With the first line below as the start and the line containing "to create database" as the end, copy every line between them exactly, ends included.

┌──

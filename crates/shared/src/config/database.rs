use sqlx::{Pool, Postgres, postgres::PgPoolOptions};
use std::time::Duration;
use tracing::info;

pub type ConnectionPool = Pool<Postgres>;

pub struct ConnectionManager;

impl ConnectionManager {
    pub async fn new_pool(
        connection_string: &str,
        min_connections: u32,
        max_connections: u32,
    ) -> anyhow::Result<ConnectionPool> {
        let pool = PgPoolOptions::new()
            .min_connections(min_connections)
            .max_connections(max_connections.max(min_connections))
            .acquire_timeout(Duration::from_secs(5))
            .connect(connection_string)
            .await
            .map_err(|err| anyhow::anyhow!("Failed to create database connection pool: {}", err))?;

        info!("🗄️ Database pool ready (min: {min_connections}, max: {max_connections})");

        Ok(pool)
    }
}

└──

[Your response]:
filename crates/shared/src/config/database.rs
use sqlx::{Pool, Postgres, postgres::PgPoolOptions};
use std::time::Duration;
use tracing::info;

pub type ConnectionPool = Pool<Postgres>;

pub struct ConnectionManager;

impl ConnectionManager {
    pub async fn new_pool(
        connection_string: &str,
        min_connections: u32,
        max_connections: u32,
    ) -> anyhow::Result<ConnectionPool> {
        let pool = PgPoolOptions::new()
            .min_connections(min_connections)
            .max_connections(max_connections.max(min_connections))
            .acquire_timeout(Duration::from_secs(5))
            .connect(connection_string)
            .await
            .map_err(|err| anyhow::anyhow!("Failed to create database connection pool: {}", err))?;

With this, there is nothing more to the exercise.